Restate the data below word for word, keeping each line intact.

━━━ Available records

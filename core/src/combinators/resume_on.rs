//! Completion-side hand-off: decide where the awaiting side resumes.

use crate::continuation::Continuation;
use crate::ctx::OpCtx;
use crate::err::{Error, OpResult};
use crate::op::{AsyncOp, Initiated};
use crate::scheduler::Resumer;

/// Decorates `op` so its continuation is posted through `sr` on completion.
pub fn resume_on<O: AsyncOp>(sr: impl Into<Resumer>, op: O) -> ResumeOn<O> {
    ResumeOn { inner: op, resumer: sr.into() }
}

pub struct ResumeOn<O: AsyncOp> {
    inner: O,
    resumer: Resumer,
}

impl<O: AsyncOp> AsyncOp for ResumeOn<O> {
    type Output = O::Output;

    fn is_immediate(&self) -> bool {
        self.inner.is_immediate()
    }

    fn initiate(&mut self, ctx: &OpCtx, cont: Continuation) -> Initiated {
        self.inner.initiate(ctx, cont.bind(&self.resumer))
    }

    fn is_failed(&self) -> bool {
        self.inner.is_failed()
    }

    fn take_result(&mut self) -> OpResult<O::Output> {
        self.inner.take_result()
    }
}

/// A bare op that merely reschedules the awaiting task onto `sr`.
/// Fails fast with `Canceled` under a requested stop.
pub fn reschedule_on(sr: impl Into<Resumer>) -> Reschedule {
    Reschedule { resumer: sr.into(), canceled: false }
}

pub struct Reschedule {
    resumer: Resumer,
    canceled: bool,
}

impl AsyncOp for Reschedule {
    type Output = ();

    fn initiate(&mut self, ctx: &OpCtx, cont: Continuation) -> Initiated {
        if ctx.stop_requested() {
            self.canceled = true;
            return Initiated::Done;
        }
        self.resumer.post(cont);
        Initiated::Pending
    }

    fn is_failed(&self) -> bool {
        self.canceled
    }

    fn take_result(&mut self) -> OpResult<()> {
        if self.canceled {
            Err(Error::Canceled)
        } else {
            Ok(())
        }
    }
}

━━━━━━

Solution to this exercise —
filename core/src/combinators/resume_on.rs
//! Completion-side hand-off: decide where the awaiting side resumes.

use crate::continuation::Continuation;
use crate::ctx::OpCtx;
use crate::err::{Error, OpResult};
use crate::op::{AsyncOp, Initiated};
use crate::scheduler::Resumer;

/// Decorates `op` so its continuation is posted through `sr` on completion.
pub fn resume_on<O: AsyncOp>(sr: impl Into<Resumer>, op: O) -> ResumeOn<O> {
    ResumeOn { inner: op, resumer: sr.into() }
}

pub struct ResumeOn<O: AsyncOp> {
    inner: O,
    resumer: Resumer,
}

impl<O: AsyncOp> AsyncOp for ResumeOn<O> {
    type Output = O::Output;

    fn is_immediate(&self) -> bool {
        self.inner.is_immediate()
    }

    fn initiate(&mut self, ctx: &OpCtx, cont: Continuation) -> Initiated {
        self.inner.initiate(ctx, cont.bind(&self.resumer))
    }

    fn is_failed(&self) -> bool {
        self.inner.is_failed()
    }

    fn take_result(&mut self) -> OpResult<O::Output> {
        self.inner.take_result()
    }
}

/// A bare op that merely reschedules the awaiting task onto `sr`.
/// Fails fast with `Canceled` under a requested stop.
pub fn reschedule_on(sr: impl Into<Resumer>) -> Reschedule {
    Reschedule { resumer: sr.into(), canceled: false }
}

pub struct Reschedule {
    resumer: Resumer,
    canceled: bool,
}

impl AsyncOp for Reschedule {
    type Output = ();

    fn initiate(&mut self, ctx: &OpCtx, cont: Continuation) -> Initiated {
        if ctx.stop_requested() {
            self.canceled = true;
            return Initiated::Done;
        }
        self.resumer.post(cont);
        Initiated::Pending
    }

    fn is_failed(&self) -> bool {
        self.canceled
    }

    fn take_result(&mut self) -> OpResult<()> {
        if self.canceled {
            Err(Error::Canceled)
        } else {
            Ok(())
        }
    }
}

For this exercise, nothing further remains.